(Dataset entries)
***

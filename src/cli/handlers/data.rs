//! Database setup handlers

use crate::cli::output::*;
use crate::database::Database;
use crate::AppConfig;
use crate::Result;

pub async fn handle_init(config: &AppConfig) -> Result<()> {
    print_info("Initializing database schema...");
    let database = Database::from_config(config).await?;
    database.init_schema().await?;
    print_success("Database schema ready");
    Ok(())
}

pub async fn handle_seed(config: &AppConfig) -> Result<()> {
    let database = Database::from_config(config).await?;
    database.verify_schema_or_error().await?;

    report_seed("mandi prices", database.seed_demo_prices().await?);
    report_seed("weather alerts", database.seed_weather_alerts().await?);
    report_seed("input suppliers", database.seed_demo_suppliers().await?);
    Ok(())
}

fn report_seed(what: &str, inserted: usize) {
    if inserted == 0 {
        print_info(&format!("Demo {what} already present"));
    } else {
        print_success(&format!("Inserted {inserted} demo {what}"));
    }
}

***

**DIRECTIONS FOR THIS TASK:**
Nothing should appear in the answer except the lines from the one containing "database.init_schema().await?;" to the end of the data above, reproduced exactly.

**ANSWER SECTION:**
    database.init_schema().await?;
    print_success("Database schema ready");
    Ok(())
}

pub async fn handle_seed(config: &AppConfig) -> Result<()> {
    let database = Database::from_config(config).await?;
    database.verify_schema_or_error().await?;

    report_seed("mandi prices", database.seed_demo_prices().await?);
    report_seed("weather alerts", database.seed_weather_alerts().await?);
    report_seed("input suppliers", database.seed_demo_suppliers().await?);
    Ok(())
}

fn report_seed(what: &str, inserted: usize) {
    if inserted == 0 {
        print_info(&format!("Demo {what} already present"));
    } else {
        print_success(&format!("Inserted {inserted} demo {what}"));
    }
}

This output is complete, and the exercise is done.